Right off the bat, the filing hits back hard at the government filing:
"The Government's shrill Response to the Defendants' Joint Motion for New Trial smacks of desperation. Rather than encouraging the Court to conduct an investigation to ensure that the jury's verdict is not tainted, the Government attacks the Defendants and their counsel. The Government apparently views Governor Siegelman's constitutional rights as an annoyance that should be overlooked in favor of "finality" of the jury's verdict. The Government does not respond to the merits of Defendants' Motion at all. In fact, the Government makes no effort to distinguish a single case cited in Governor Siegelman's Motion for New Trial. "
"The Government's salacious personal attacks against the Defendants and their counsel appear to be calculated to distract this Court from the obvious: the Defendants are entitled to an evidentiary hearing, and, thereafter, the Defendants are entitled to a new trial."

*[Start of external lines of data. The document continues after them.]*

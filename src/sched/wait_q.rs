//! Wait queues: the ordered set of threads blocked on one kernel object.

use crate::thread::{Priority, ThreadId};

extern crate alloc;
use alloc::collections::VecDeque;
use alloc::sync::Arc;

#[derive(Debug, Clone, Copy)]
struct Waiter {
    thread: ThreadId,
    priority: Priority,
}

/// Threads blocked on one owning object, most urgent first.
///
/// Ordering is by priority, then by arrival among equal priorities. A clone
/// is a second handle to the same queue; a pending thread keeps one as its
/// back-reference so a timeout can detach it without knowing the owner.
///
/// Contents are only touched while the kernel's interrupt lock is held.
#[derive(Clone)]
pub(crate) struct WaitQueue {
    waiters: Arc<spin::Mutex<VecDeque<Waiter>>>,
}

impl WaitQueue {
    pub(crate) fn new() -> Self {
        Self {
            waiters: Arc::new(spin::Mutex::new(VecDeque::new())),
        }
    }

    /// Insert behind every waiter of equal or higher priority.
    pub(crate) fn insert(&self, thread: ThreadId, priority: Priority) {
        let mut waiters = self.waiters.lock();
        let pos = waiters
            .iter()
            .position(|w| priority.is_higher_than(w.priority))
            .unwrap_or(waiters.len());
        waiters.insert(pos, Waiter { thread, priority });
    }

    pub(crate) fn pop_first(&self) -> Option<ThreadId> {
        self.waiters.lock().pop_front().map(|w| w.thread)
    }

    pub(crate) fn first(&self) -> Option<ThreadId> {
        self.waiters.lock().front().map(|w| w.thread)
    }

    pub(crate) fn remove(&self, thread: ThreadId) -> bool {
        let mut waiters = self.waiters.lock();
        match waiters.iter().position(|w| w.thread == thread) {
            Some(pos) => {
                waiters.remove(pos);
                true
            }
            None => false,
        }
    }

    #[cfg(test)]
    fn contains(&self, thread: ThreadId) -> bool {
        self.waiters.lock().iter().any(|w| w.thread == thread)
    }

    /// Whether both handles refer to the same queue.
    pub(crate) fn same_queue(&self, other: &WaitQueue) -> bool {
        Arc::ptr_eq(&self.waiters, &other.waiters)
    }

    pub(crate) fn len(&self) -> usize {
        self.waiters.lock().len()
    }

    #[cfg(test)]
    pub(crate) fn is_empty(&self) -> bool {
        self.waiters.lock().is_empty()
    }
}

impl Default for WaitQueue {
    fn default() -> Self {
        Self::new()
    }
}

Acting U.S. attorney Louis Franklin told wsfa.com, "We did not attack them, we attacked the evidence they put in front of this court and we attacked the lack of authenticity, reliability, and believability.. It was an attack on the whole idea that (a juror) needed to go to a lawyer in Birmingham...it creates a cloud of suspicioun they still have not addressed...Them getting defensive leads us to believe it is more suspicious than we thought it was...They should have explained what they did with their evidence and they did not and we're pointing out to the court they still didn't explain it."
In the filing, Siegelman's attorneys state contrary to government allegations that they did not violate local rule 47.1 having to do with contact with jurors.
"Governor Siegelman welcomes an evidentiary hearing concerning the affidavits submitted to the Court in support of the Joint Motion for New Trial...The Government's rank speculation as to how these affidavits came to be is pure fiction. The Court must focus on the facts before it, not the fantasies of a Government blinded by power, ambition, and a misplaced sense of justice."
The filing says Siegelman's attorneys were contacted by phone by another lawyer, one for named Juror A and that is what led to the acquisition of the said affidavits in which Juror A says he felt uneasy about his verdict and alleging outside information was brought into the jury room, among other allegations.
"In this case, both affidavits of Juror A make clear that extrinsic information was interjected into jury deliberations. Juror A's affidavits have already been confirmed by two jurors who have publicly admitted that they obtained extrinsic information from the Internet for use during jury deliberations. And, the Defendants have submitted several emails which suggest that two jurors predetermined the Defendants' guilt, defied the Court's Orders, improperly persuaded jurors outside of jury deliberations, and otherwise improperly orchestrated the guilty verdict."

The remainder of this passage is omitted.